## Records
use std::fmt::Debug;
use std::marker::PhantomData;

use async_trait::async_trait;

use crate::endpoints::endpoint::{Endpoint, EndpointId};

/// Base endpoint that accepts every value and logs it to stdout.
///
/// Enabled via the `logging` feature. Useful for demos and debugging.
pub struct LogEndpoint<T> {
    id: EndpointId,
    _marker: PhantomData<fn(T)>,
}

impl<T> LogEndpoint<T> {
    /// Creates a logging endpoint with a fresh identity.
    pub fn new() -> Self {
        Self {
            id: EndpointId::next(),
            _marker: PhantomData,
        }
    }
}

impl<T> Default for LogEndpoint<T> {
    fn default() -> Self {
        Self::new()
    }
}

impl<T> Clone for LogEndpoint<T> {
    fn clone(&self) -> Self {
        Self {
            id: self.id,
            _marker: PhantomData,
        }
    }
}

#[async_trait]
impl<T: Debug + Send + 'static> Endpoint<T> for LogEndpoint<T> {
    fn endpoint_id(&self) -> EndpointId {
        self.id
    }

    fn try_offer(&self, value: T) -> bool {
        println!("[chancast] delivered value={value:?}");
        true
    }

    async fn offer(&self, value: T) {
        println!("[chancast] delivered value={value:?}");
    }
}
//! # Typed broadcaster — one value in, every registered endpoint out.
//!
//! [`Broadcaster<T>`] owns an identity-keyed registry of [`Endpoint<T>`]
//! handles and fans a published value out to all of them.
//!
//! ## Architecture
//! ```text
//! publish(v)
//!     │  snapshot registry (lock held only here)
//!     ├──► task 1 ──► endpoint1.offer(v)   (may wait for consumer)
//!     ├──► task 2 ──► endpoint2.offer(v)
//!     └──► task N ──► endpointN.offer(v)
//!          │
//!          └── join barrier: publish returns after the slowest offer
//!
//! try_publish(v)
//!     │  snapshot registry
//!     └──► endpoint1.try_offer(v) & ... & endpointN.try_offer(v)  (inline,
//!          never suspends; aggregate boolean, every member is attempted)
//! ```
//!
//! ## Rules
//! - **Snapshot semantics**: membership is captured atomically at the start
//!   of a publish; endpoints registered later are not contacted, endpoints
//!   removed later are tolerated as already-gone.
//! - **No cross-endpoint ordering**: deliveries to different endpoints race.
//! - **No per-offer timeout**: one stuck endpoint stalls `publish`
//!   indefinitely. Callers needing a deadline wrap the call themselves.
//! - **Structured fan-out**: delivery tasks live in a `JoinSet`; dropping an
//!   unfinished `publish` future aborts them instead of leaking them.

use std::sync::Arc;

use tokio::task::JoinSet;

use crate::broadcast::registry::Registry;
use crate::endpoints::Endpoint;
use crate::error::CastError;

/// One-to-many broadcaster over a fixed element type `T`.
///
/// All concurrency safety is internal: any number of tasks may call any
/// operation on one shared instance without external synchronization.
///
/// # Example
/// ```
/// use std::sync::Arc;
/// use chancast::{Broadcaster, ChannelEndpoint};
///
/// # #[tokio::main(flavor = "current_thread")]
/// # async fn main() {
/// let bc = Broadcaster::new();
/// let (ep, mut rx) = ChannelEndpoint::channel(8);
/// bc.register(Arc::new(ep.clone()));
///
/// bc.publish(&42).await;
/// assert_eq!(rx.recv().await, Some(42));
///
/// bc.unregister(&ep).unwrap();
/// assert!(bc.is_empty());
/// # }
/// ```
pub struct Broadcaster<T: Send + 'static> {
    registry: Registry<Arc<dyn Endpoint<T>>>,
}

impl<T: Send + 'static> Broadcaster<T> {
    /// Creates an empty broadcaster.
    pub fn new() -> Self {
        Self {
            registry: Registry::new(),
        }
    }

    /// Registers an endpoint handle.
    ///
    /// Idempotent on identity: registering a handle (or a clone of it) twice
    /// leaves exactly one registry entry, so a later publish delivers once.
    pub fn register(&self, endpoint: Arc<dyn Endpoint<T>>) {
        self.registry.insert(endpoint.endpoint_id(), endpoint);
    }

    /// Removes an endpoint handle from the registry.
    ///
    /// After this returns, no publish that starts later will visit the
    /// endpoint. Returns [`CastError::NotFound`] if the handle is not
    /// currently registered.
    pub fn unregister(&self, endpoint: &dyn Endpoint<T>) -> Result<(), CastError> {
        self.registry.remove(endpoint.endpoint_id())
    }

    /// Number of currently registered endpoints.
    pub fn len(&self) -> usize {
        self.registry.len()
    }

    /// Returns true if no endpoints are registered.
    pub fn is_empty(&self) -> bool {
        self.registry.is_empty()
    }
}

impl<T: Clone + Send + 'static> Broadcaster<T> {
    /// Offers a clone of `value` to every registered endpoint without
    /// suspending.
    ///
    /// Returns `true` only if **every** snapshot member accepted; `false` if
    /// any declined. Every member is attempted even after a decline. The
    /// caller learns only the aggregate — not which endpoints declined. With
    /// zero registered endpoints the result is vacuously `true`.
    pub fn try_publish(&self, value: &T) -> bool {
        let snapshot = self.registry.snapshot();
        let mut accepted = true;
        for endpoint in &snapshot {
            accepted &= endpoint.try_offer(value.clone());
        }
        accepted
    }

    /// Delivers a clone of `value` to every registered endpoint, waiting
    /// until all of them have accepted.
    ///
    /// Each snapshot member is offered the value on its own delivery task;
    /// the call returns once all offers complete, so total latency is the
    /// maximum of the individual offer latencies, not their sum. With zero
    /// registered endpoints the call returns immediately.
    ///
    /// Must be called from within a tokio runtime (delivery tasks are
    /// spawned on it).
    pub async fn publish(&self, value: &T) {
        let snapshot = self.registry.snapshot();
        if snapshot.is_empty() {
            return;
        }

        let mut offers = JoinSet::new();
        for endpoint in snapshot {
            let value = value.clone();
            offers.spawn(async move { endpoint.offer(value).await });
        }
        // Join barrier. A panic inside an offer marks that delivery failed;
        // the remaining deliveries still complete.
        while let Some(res) = offers.join_next().await {
            let _ = res;
        }
    }
}

impl<T: Send + 'static> Default for Broadcaster<T> {
    fn default() -> Self {
        Self::new()
    }
}

#[cfg(test)]
mod tests {
    use super::*;
    use crate::endpoints::ChannelEndpoint;
    use std::sync::atomic::{AtomicUsize, Ordering};
    use std::time::{Duration, Instant};

    fn register_channel(
        bc: &Broadcaster<u64>,
        capacity: usize,
    ) -> (ChannelEndpoint<u64>, tokio::sync::mpsc::Receiver<u64>) {
        let (ep, rx) = ChannelEndpoint::channel(capacity);
        bc.register(Arc::new(ep.clone()));
        (ep, rx)
    }

    #[tokio::test]
    async fn try_publish_delivers_to_all_accepting_endpoints() {
        let bc = Broadcaster::new();
        let mut receivers = Vec::new();
        for _ in 0..3 {
            let (_ep, rx) = register_channel(&bc, 1);
            receivers.push(rx);
        }

        assert!(bc.try_publish(&7));

        for rx in &mut receivers {
            assert_eq!(rx.try_recv(), Ok(7));
            assert!(rx.try_recv().is_err(), "exactly one value per endpoint");
        }
    }

    #[test]
    fn try_publish_on_empty_registry_is_vacuously_true() {
        let bc = Broadcaster::<u64>::new();
        assert!(bc.try_publish(&1));
    }

    #[tokio::test]
    async fn try_publish_reports_false_when_any_endpoint_declines() {
        let bc = Broadcaster::new();
        let (full_ep, mut full_rx) = register_channel(&bc, 1);
        let (_open_ep, mut open_rx) = register_channel(&bc, 1);

        assert!(full_ep.try_offer(0)); // occupy the single slot

        assert!(!bc.try_publish(&7));

        // The decline is aggregate-only; the open endpoint was still offered.
        assert_eq!(open_rx.try_recv(), Ok(7));
        assert_eq!(full_rx.try_recv(), Ok(0));
        assert!(full_rx.try_recv().is_err());
    }

    #[tokio::test]
    async fn reregistering_same_handle_keeps_one_entry() {
        let bc = Broadcaster::new();
        let (ep, mut rx) = ChannelEndpoint::channel(4);

        bc.register(Arc::new(ep.clone()));
        bc.register(Arc::new(ep.clone()));
        assert_eq!(bc.len(), 1);

        assert!(bc.try_publish(&9));
        assert_eq!(rx.try_recv(), Ok(9));
        assert!(rx.try_recv().is_err(), "no double delivery");
    }

    #[tokio::test]
    async fn unregister_absent_handle_is_not_found() {
        let bc = Broadcaster::new();
        let (ep, _rx) = ChannelEndpoint::<u64>::channel(1);

        assert_eq!(bc.unregister(&ep), Err(CastError::NotFound));

        bc.register(Arc::new(ep.clone()));
        assert_eq!(bc.unregister(&ep), Ok(()));
        assert!(bc.is_empty());
        assert_eq!(bc.unregister(&ep), Err(CastError::NotFound));
    }

    #[tokio::test]
    async fn unregistered_endpoint_is_not_visited() {
        let bc = Broadcaster::new();
        let (gone_ep, mut gone_rx) = register_channel(&bc, 1);
        let (_kept_ep, mut kept_rx) = register_channel(&bc, 1);

        bc.unregister(&gone_ep).unwrap();
        assert!(bc.try_publish(&5));

        assert!(gone_rx.try_recv().is_err());
        assert_eq!(kept_rx.try_recv(), Ok(5));
    }

    #[tokio::test]
    async fn publish_on_empty_registry_returns_immediately() {
        let bc = Broadcaster::<u64>::new();
        bc.publish(&1).await;
    }

    #[tokio::test(flavor = "multi_thread", worker_threads = 4)]
    async fn publish_waits_for_the_slowest_consumer() {
        let bc = Broadcaster::new();
        let started = Arc::new(AtomicUsize::new(0));
        let mut consumers = Vec::new();

        for _ in 0..10 {
            let (ep, mut rx) = register_channel(&bc, 1);
            // Occupy the single slot so the offer must wait for the consumer.
            assert!(ep.try_offer(0));

            let started = Arc::clone(&started);
            consumers.push(tokio::spawn(async move {
                tokio::time::sleep(Duration::from_millis(50)).await;
                started.fetch_add(1, Ordering::SeqCst);
                assert_eq!(rx.recv().await, Some(0));
                assert_eq!(rx.recv().await, Some(1));
                assert!(rx.try_recv().is_err(), "exactly one published value");
            }));
        }

        let begin = Instant::now();
        bc.publish(&1).await;

        // Every offer had to wait for its consumer to start draining.
        assert!(begin.elapsed() >= Duration::from_millis(45));
        assert_eq!(started.load(Ordering::SeqCst), 10);

        for consumer in consumers {
            consumer.await.unwrap();
        }
    }

    #[tokio::test(flavor = "multi_thread", worker_threads = 4)]
    async fn publish_observes_registry_snapshot() {
        let bc = Arc::new(Broadcaster::new());
        let (slow_ep, mut slow_rx) = register_channel(&bc, 1);
        assert!(slow_ep.try_offer(0)); // publish will block on this endpoint

        let publisher = tokio::spawn({
            let bc = Arc::clone(&bc);
            async move { bc.publish(&1).await }
        });
        tokio::time::sleep(Duration::from_millis(20)).await;

        // Registered mid-publish: not part of the snapshot, never contacted.
        let (_late_ep, mut late_rx) = register_channel(&bc, 1);

        assert_eq!(slow_rx.recv().await, Some(0));
        assert_eq!(slow_rx.recv().await, Some(1));
        publisher.await.unwrap();

        assert!(late_rx.try_recv().is_err());
    }

    #[tokio::test(flavor = "multi_thread", worker_threads = 8)]
    async fn concurrent_mutation_never_corrupts_the_registry() {
        let bc = Arc::new(Broadcaster::<u64>::new());
        let mut workers = Vec::new();

        for _ in 0..100 {
            let bc = Arc::clone(&bc);
            workers.push(tokio::spawn(async move {
                let (ep, mut rx) = ChannelEndpoint::channel(64);
                let drain = tokio::spawn(async move { while rx.recv().await.is_some() {} });

                for i in 0..250u64 {
                    match i % 5 {
                        0 | 4 => bc.register(Arc::new(ep.clone())),
                        1 => {
                            let _ = bc.try_publish(&i);
                        }
                        2 => bc.publish(&i).await,
                        _ => {
                            let _ = bc.unregister(&ep);
                        }
                    }
                    if i % 16 == 0 {
                        tokio::task::yield_now().await;
                    }
                }

                let _ = bc.unregister(&ep);
                // Dropping the receiver closes the channel, so any in-flight
                // offer from another worker's publish completes immediately.
                drain.abort();
            }));
        }

        for worker in workers {
            worker.await.unwrap();
        }
        assert!(bc.is_empty());
        assert_eq!(bc.len(), 0);
    }
}
//! # Core endpoint trait
//!
//! `Endpoint` is the extension point for plugging delivery targets into a
//! [`Broadcaster`](crate::Broadcaster). An endpoint is a channel-like handle:
//! it can be offered one value non-blockingly (`try_offer`) or blockingly
//! (`offer`), and it carries a stable identity so the registry can tell
//! whether two handles refer to the same underlying consumer.
//!
//! ## Contract
//! - `try_offer` must **never** suspend; a consumer that cannot take the
//!   value right now is a decline, not a wait.
//! - `offer` may suspend the calling task until the consumer accepts. A
//!   consumer that has gone away cannot be waited for; `offer` completes and
//!   the value is dropped.
//! - Clones of one handle must report the same [`EndpointId`], so
//!   re-registering a clone collapses to a single registry entry.
//!
//! ## Example (skeleton)
//! ```rust
//! use async_trait::async_trait;
//! use chancast::{Endpoint, EndpointId};
//!
//! struct Discard(EndpointId);
//!
//! #[async_trait]
//! impl Endpoint<u32> for Discard {
//!     fn endpoint_id(&self) -> EndpointId { self.0 }
//!     fn try_offer(&self, _value: u32) -> bool { true }
//!     async fn offer(&self, _value: u32) {}
//! }
//! ```

use std::sync::atomic::{AtomicUsize, Ordering};

use async_trait::async_trait;

/// Global counter backing [`EndpointId::next`].
static NEXT_ENDPOINT_ID: AtomicUsize = AtomicUsize::new(0);

/// Stable identity of an endpoint handle.
///
/// Two handles are the same registry entry iff their ids are equal. Ids are
/// drawn from a process-wide counter, so identity is explicit rather than
/// derived from pointer or structural equality.
#[derive(Debug, Clone, Copy, PartialEq, Eq, Hash)]
pub struct EndpointId(usize);

impl EndpointId {
    /// Allocates a fresh id.
    ///
    /// Built-in handles call this once at construction and share the id
    /// across clones.
    pub fn next() -> Self {
        Self(NEXT_ENDPOINT_ID.fetch_add(1, Ordering::Relaxed))
    }
}

/// Contract for broadcast delivery targets.
///
/// Called from the publishing task (`try_offer`) or from a per-endpoint
/// delivery task spawned by `publish` (`offer`). Implementations should avoid
/// blocking the async runtime (prefer async waits in `offer`).
#[async_trait]
pub trait Endpoint<T: Send + 'static>: Send + Sync {
    /// Stable identity of this handle.
    fn endpoint_id(&self) -> EndpointId;

    /// Non-blocking delivery attempt. Returns `false` if the consumer
    /// declined (full or gone).
    fn try_offer(&self, value: T) -> bool;

    /// Blocking delivery. May suspend until the consumer accepts.
    async fn offer(&self, value: T);
}

#[cfg(test)]
mod tests {
    use super::*;

    #[test]
    fn ids_are_unique() {
        let a = EndpointId::next();
        let b = EndpointId::next();
        assert_ne!(a, b);
    }

    #[test]
    fn ids_are_copyable_keys() {
        let id = EndpointId::next();
        let copy = id;
        assert_eq!(id, copy);

        let mut set = std::collections::HashSet::new();
        assert!(set.insert(id));
        assert!(!set.insert(copy));
    }
}
//! # Example: dynamic_types
//!
//! Use the type-erased `AnyBroadcaster` when one broadcaster type has to
//! serve different element types across instances.
//!
//! Demonstrates how to:
//! - Register erased endpoints (`ChannelEndpoint::erased`, `erase`).
//! - Publish tagged values (`AnyValue`) and let the registry enforce the
//!   element type fixed at first registration.
//! - Mix a channel consumer with the built-in `LogEndpoint`.
//!
//! ## Run
//! ```bash
//! cargo run --example dynamic_types --features logging
//! ```

use std::sync::Arc;

use chancast::{erase, AnyBroadcaster, AnyValue, ChannelEndpoint, Endpoint, LogEndpoint};

#[tokio::main(flavor = "current_thread")]
async fn main() -> Result<(), Box<dyn std::error::Error>> {
    let bc = AnyBroadcaster::new();

    // First registration fixes the element type to String.
    let (ep, mut rx) = ChannelEndpoint::<String>::channel(4);
    bc.register(Box::new(ep.erased()));

    // A second, structurally different endpoint for the same element type.
    let log: Arc<dyn Endpoint<String>> = Arc::new(LogEndpoint::new());
    bc.register(Box::new(erase(log)));

    bc.publish(&AnyValue::new("broadcast to both".to_string())).await;
    println!("[channel] got {:?}", rx.recv().await);

    // A value of the wrong element type would panic here:
    // bc.publish(&AnyValue::new(42u32)).await;

    Ok(())
}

## Problem description
Go through the preceding material and copy each line that has the word "PhantomData".

## Solution to this task
use std::marker::PhantomData;
    _marker: PhantomData<fn(T)>,
            _marker: PhantomData,
            _marker: PhantomData,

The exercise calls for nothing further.